Production integrations shipped. Node.js, Python, TypeScript, Go. AWS, GCP, on-prem.
WHEN TO PICK THIS
No-code automation platforms are excellent at what they were designed for: standard integrations between common SaaS tools, run at moderate volume, with simple data transformations and standard auth. When the work moves outside those boundaries, the platforms either cannot do it or do it poorly. The four scenarios below are where we usually get called in.
01
When the integration is a feature your customers see, it cannot live in a third-party automation tool.
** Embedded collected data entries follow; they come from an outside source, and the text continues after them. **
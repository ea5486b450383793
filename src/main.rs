//! uarch-analyze: tables, figures and reports from branch predictor
//! injection experiments.
//!
//!   uarch-analyze <experiment> [--data <dir>]   → one analyzer
//!   uarch-analyze all                           → every experiment with data
//!   uarch-analyze hosts | dump <experiment>     → inspect registry / results

mod analyzers;
mod logging;
mod plot;
mod settings;

use std::path::PathBuf;
use std::process::ExitCode;

use anyhow::{bail, Context, Result};
use clap::{Args, Parser, Subcommand};
use uarch_core::HostRegistry;

use analyzers::{end2end, leak_supervisor, Experiment};
use settings::Settings;

// ─── Help text ────────────────────────────────────────────────────────────────

const AFTER_HELP: &str = "\
LAYOUT:
    Each experiment reads <experiments-dir>/exp-<name>/out, with one
    directory per host holding metadata.json and run.out. Tables are
    written to --tables-dir as LaTeX tabular fragments, figures to
    --figures-dir as SVG, reports to stdout.

ENVIRONMENT:
    UARCH_EXPERIMENTS_DIR   Root of the experiment directories
    UARCH_TABLES_DIR        Output directory for .tex tables
    UARCH_FIGURES_DIR       Output directory for .svg figures
    UARCH_REGISTRY          Host registry TOML replacing the built-in one
    UARCH_STRICT            Fail on hosts or cores missing from the registry
    UARCH_LOG               Log level (trace, debug, info, warn, error, off)

EXAMPLES:
    uarch-analyze leak-supervisor
    uarch-analyze bhi-dis-s --data /mnt/results/bhi/out --tables-dir paper/tables
    uarch-analyze --strict all
    uarch-analyze dump leak-ibpb";

const REGISTRY_AFTER_HELP: &str = "\
REGISTRY FORMAT:
    [core_types.golden_cove]
    march = \"Golden Cove (ADL)\"
    type = \"P-Core\"

    [[hosts]]
    id = \"lab-01\"
    code_name = \"Alder Lake\"
    cores = [{ core = \"golden_cove\", count = 16 }]";

// ─── CLI definition ───────────────────────────────────────────────────────────

#[derive(Parser)]
#[command(
    name = "uarch-analyze",
    version,
    about = "Tables, figures and reports from branch predictor injection experiments",
    after_help = AFTER_HELP,
    disable_help_subcommand = true
)]
struct Cli {
    /// Root of the exp-* experiment directories
    #[arg(long, env = "UARCH_EXPERIMENTS_DIR", default_value = "experiments", global = true)]
    experiments_dir: PathBuf,
    /// Output directory for LaTeX tables
    #[arg(long, env = "UARCH_TABLES_DIR", default_value = "tables", global = true)]
    tables_dir: PathBuf,
    /// Output directory for figures
    #[arg(long, env = "UARCH_FIGURES_DIR", default_value = "figures", global = true)]
    figures_dir: PathBuf,
    /// Host registry TOML file (built-in registry if omitted)
    #[arg(long, env = "UARCH_REGISTRY", global = true)]
    registry: Option<PathBuf>,
    /// Fail on hosts or cores missing from the registry instead of skipping them
    #[arg(
        long,
        env = "UARCH_STRICT",
        global = true,
        value_parser = clap::builder::BoolishValueParser::new()
    )]
    strict: bool,
    /// Log level (trace, debug, info, warn, error, off)
    #[arg(long, env = "UARCH_LOG", default_value = "warn", global = true)]
    log_level: String,
    /// Log format (text, json)
    #[arg(long, default_value = "text", global = true)]
    log_format: String,

    #[command(subcommand)]
    command: Commands,
}

#[derive(Args)]
struct Input {
    /// Experiment output directory [default: <experiments-dir>/exp-<name>/out]
    #[arg(long, value_name = "DIR")]
    data: Option<PathBuf>,
}

impl Input {
    fn resolve(&self, settings: &Settings, experiment: Experiment) -> PathBuf {
        settings.data_dir(experiment.dir_name(), self.data.as_deref())
    }
}

#[derive(Subcommand)]
enum Commands {
    /// eIBRS supervisor leak table (eibrs-leak.tex)
    LeakSupervisor {
        #[command(flatten)]
        input: Input,
        /// Host reported on stdout but left out of the table; repeat for
        /// several [default: ee-tik-cn128, ee-tik-cn140]
        #[arg(long = "exclude-host", value_name = "HOST")]
        exclude_hosts: Vec<String>,
    },

    /// BTB and IBP share of the supervisor leak
    LeakSupervisorDiscern {
        #[command(flatten)]
        input: Input,
    },

    /// Leak across IBPB
    LeakIbpb {
        #[command(flatten)]
        input: Input,
    },

    /// BTB and IBP insertion under random and matching history
    IbpInsertion {
        #[command(flatten)]
        input: Input,
    },

    /// Misprediction rates with and without BHI_DIS_S (bhi-dis-s.tex)
    BhiDisS {
        #[command(flatten)]
        input: Input,
    },

    /// UnixBench and LMbench overhead of IPRED_DIS_S and retpolines (mitigations.tex)
    BenchmarkMitigations {
        #[command(flatten)]
        input: Input,
    },

    /// End-to-end attack summary per host
    End2end {
        #[command(flatten)]
        input: Input,
        /// Size of the leaked secret in the bandwidth benchmark, in bytes
        #[arg(long, default_value_t = end2end::LEAK_SIZE)]
        leak_size: u64,
        /// Expected /etc/shadow entry [default: the victim machines' root entry]
        #[arg(long)]
        expected_secret: Option<String>,
    },

    /// Success rate by repetition (leak_rounds.svg)
    LeakRounds {
        #[command(flatten)]
        input: Input,
    },

    /// Kernel and user hit rate over the syscall delay (syscall_split.svg)
    SyscallSplit {
        #[command(flatten)]
        input: Input,
    },

    /// Mispredictions over the training distance (btb_delay.svg)
    BtbDelay {
        #[command(flatten)]
        input: Input,
    },

    /// Run every experiment whose output directory exists
    All,

    /// List the host registry in display order
    #[command(after_help = REGISTRY_AFTER_HELP)]
    Hosts {
        /// Output as JSON
        #[arg(long)]
        json: bool,
    },

    /// Print the ordered result sets of an experiment as JSON
    Dump {
        experiment: Experiment,
        #[command(flatten)]
        input: Input,
    },
}

// ─── Dispatch ─────────────────────────────────────────────────────────────────

fn main() -> ExitCode {
    let cli = Cli::parse();

    if let Err(err) = logging::init_tracing(&cli.log_level, &cli.log_format) {
        eprintln!("error: {err:#}");
        return ExitCode::FAILURE;
    }

    match run(cli) {
        Ok(()) => ExitCode::SUCCESS,
        Err(err) => {
            eprintln!("error: {err:#}");
            ExitCode::FAILURE
        }
    }
}

fn run(cli: Cli) -> Result<()> {
    let settings = Settings::new(
        cli.experiments_dir,
        cli.tables_dir,
        cli.figures_dir,
        cli.registry.as_deref(),
        cli.strict,
    )?;

    match cli.command {
        Commands::LeakSupervisor {
            input,
            exclude_hosts,
        } => {
            let mut options = leak_supervisor::Options::default();
            if !exclude_hosts.is_empty() {
                options.exclude_hosts = exclude_hosts;
            }
            let data_dir = input.resolve(&settings, Experiment::LeakSupervisor);
            leak_supervisor::run(&settings, &data_dir, &options)
        }
        Commands::LeakSupervisorDiscern { input } => {
            run_experiment(&settings, Experiment::LeakSupervisorDiscern, &input)
        }
        Commands::LeakIbpb { input } => run_experiment(&settings, Experiment::LeakIbpb, &input),
        Commands::IbpInsertion { input } => {
            run_experiment(&settings, Experiment::IbpInsertion, &input)
        }
        Commands::BhiDisS { input } => run_experiment(&settings, Experiment::BhiDisS, &input),
        Commands::BenchmarkMitigations { input } => {
            run_experiment(&settings, Experiment::BenchmarkMitigations, &input)
        }
        Commands::End2end {
            input,
            leak_size,
            expected_secret,
        } => {
            let options = end2end::Options {
                leak_size,
                expected_secret: expected_secret
                    .unwrap_or_else(|| end2end::ROOT_HASH.to_string()),
            };
            end2end::run(&input.resolve(&settings, Experiment::End2end), &options)
        }
        Commands::LeakRounds { input } => {
            run_experiment(&settings, Experiment::LeakRounds, &input)
        }
        Commands::SyscallSplit { input } => {
            run_experiment(&settings, Experiment::SyscallSplit, &input)
        }
        Commands::BtbDelay { input } => run_experiment(&settings, Experiment::BtbDelay, &input),
        Commands::All => run_all(&settings),
        Commands::Hosts { json } => print_hosts(&settings.registry, json),
        Commands::Dump { experiment, input } => dump(&settings, experiment, &input),
    }
}

fn run_experiment(settings: &Settings, experiment: Experiment, input: &Input) -> Result<()> {
    let data_dir = input.resolve(settings, experiment);
    experiment.run(settings, &data_dir)
}

// ─── All ──────────────────────────────────────────────────────────────────────

fn run_all(settings: &Settings) -> Result<()> {
    let mut ran = 0;
    for experiment in Experiment::ALL {
        let data_dir = settings.data_dir(experiment.dir_name(), None);
        if !data_dir.is_dir() {
            tracing::info!(%experiment, dir = %data_dir.display(), "no data, skipping");
            continue;
        }
        tracing::info!(%experiment, "running");
        experiment
            .run(settings, &data_dir)
            .with_context(|| format!("{experiment}"))?;
        ran += 1;
    }

    if ran == 0 {
        tracing::warn!(
            dir = %settings.experiments_dir.display(),
            "no experiment data found"
        );
    }
    Ok(())
}

// ─── Hosts / Dump ─────────────────────────────────────────────────────────────

fn print_hosts(registry: &HostRegistry, json: bool) -> Result<()> {
    if json {
        let hosts: Vec<serde_json::Value> = registry
            .hosts()
            .map(|host| {
                serde_json::json!({
                    "id": host.id,
                    "code_name": host.code_name,
                    "name": host.name,
                    "microcode": host.microcode,
                    "os": host.os,
                    "kernel_version": host.kernel_version,
                    "cores": host.cores.iter().map(|c| c.as_ref()).collect::<Vec<_>>(),
                })
            })
            .collect();
        println!("{}", serde_json::to_string_pretty(&hosts)?);
        return Ok(());
    }

    for host in registry.hosts() {
        match &host.name {
            Some(name) => println!("{}  {} ({name})", host.id, host.code_name),
            None => println!("{}  {}", host.id, host.code_name),
        }
        let mut first = 0;
        for (count, core) in host.core_layout() {
            let last = first + count - 1;
            let kind = core
                .kind
                .as_deref()
                .map(|k| format!(" [{k}]"))
                .unwrap_or_default();
            if count == 1 {
                println!("    core {first}: {}{kind}", core.march);
            } else {
                println!("    cores {first}-{last}: {}{kind}", core.march);
            }
            first += count;
        }
    }
    Ok(())
}

fn dump(settings: &Settings, experiment: Experiment, input: &Input) -> Result<()> {
    if !experiment.has_results_blocks() {
        bail!("{experiment} keeps raw benchmark logs, there are no result sets to dump");
    }
    let data_dir = input.resolve(settings, experiment);
    let sets = settings.load_ordered(&data_dir)?;
    println!("{}", serde_json::to_string_pretty(&sets)?);
    Ok(())
}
Customer-facing reliability, latency, and brand control all require the integration to run in your own infrastructure as part of your own product code.
TELLTALE SIGN
Your customers experience the integration as part of your software, not as "we use Zapier under the hood."
02
OAuth 2.0 with refresh token rotation, mTLS, signed webhooks, enterprise SSO, custom JWT handling. The moment the auth model requires real implementation work, no-code platforms either lack support or implement it in ways that fail in edge cases.
TELLTALE SIGN
Your vendor's auth docs are longer than two pages.
03
At very high volume, no-code platforms either become expensive or hit rate limits. At very low latency, the abstractions in no-code platforms add overhead you cannot afford. Custom code lets you tune for the actual constraints.
TELLTALE SIGN
Your integration needs to run in under 200ms, or your monthly task usage on Zapier crossed six figures.
04
Iterating over nested arrays, joining responses from multiple APIs, computing derived fields with business logic, validating against a complex schema, denormalizing for a downstream system. At some point, the work becomes engineering work, not configuration work.
TELLTALE SIGN
Your no-code workflow has more than ten Formatter or Function nodes in a single scenario.
INTEGRATION PATTERNS
Most integration work falls into one of six architectural patterns. Picking the right pattern is half the build. The other half is implementing it without skipping the parts that make production reliable.
REST API integration
PATTERNThe default for most modern SaaS integrations. We build clients that handle authentication, pagination, rate limits, retries, and schema validation. Often the foundation that other patterns sit on top of.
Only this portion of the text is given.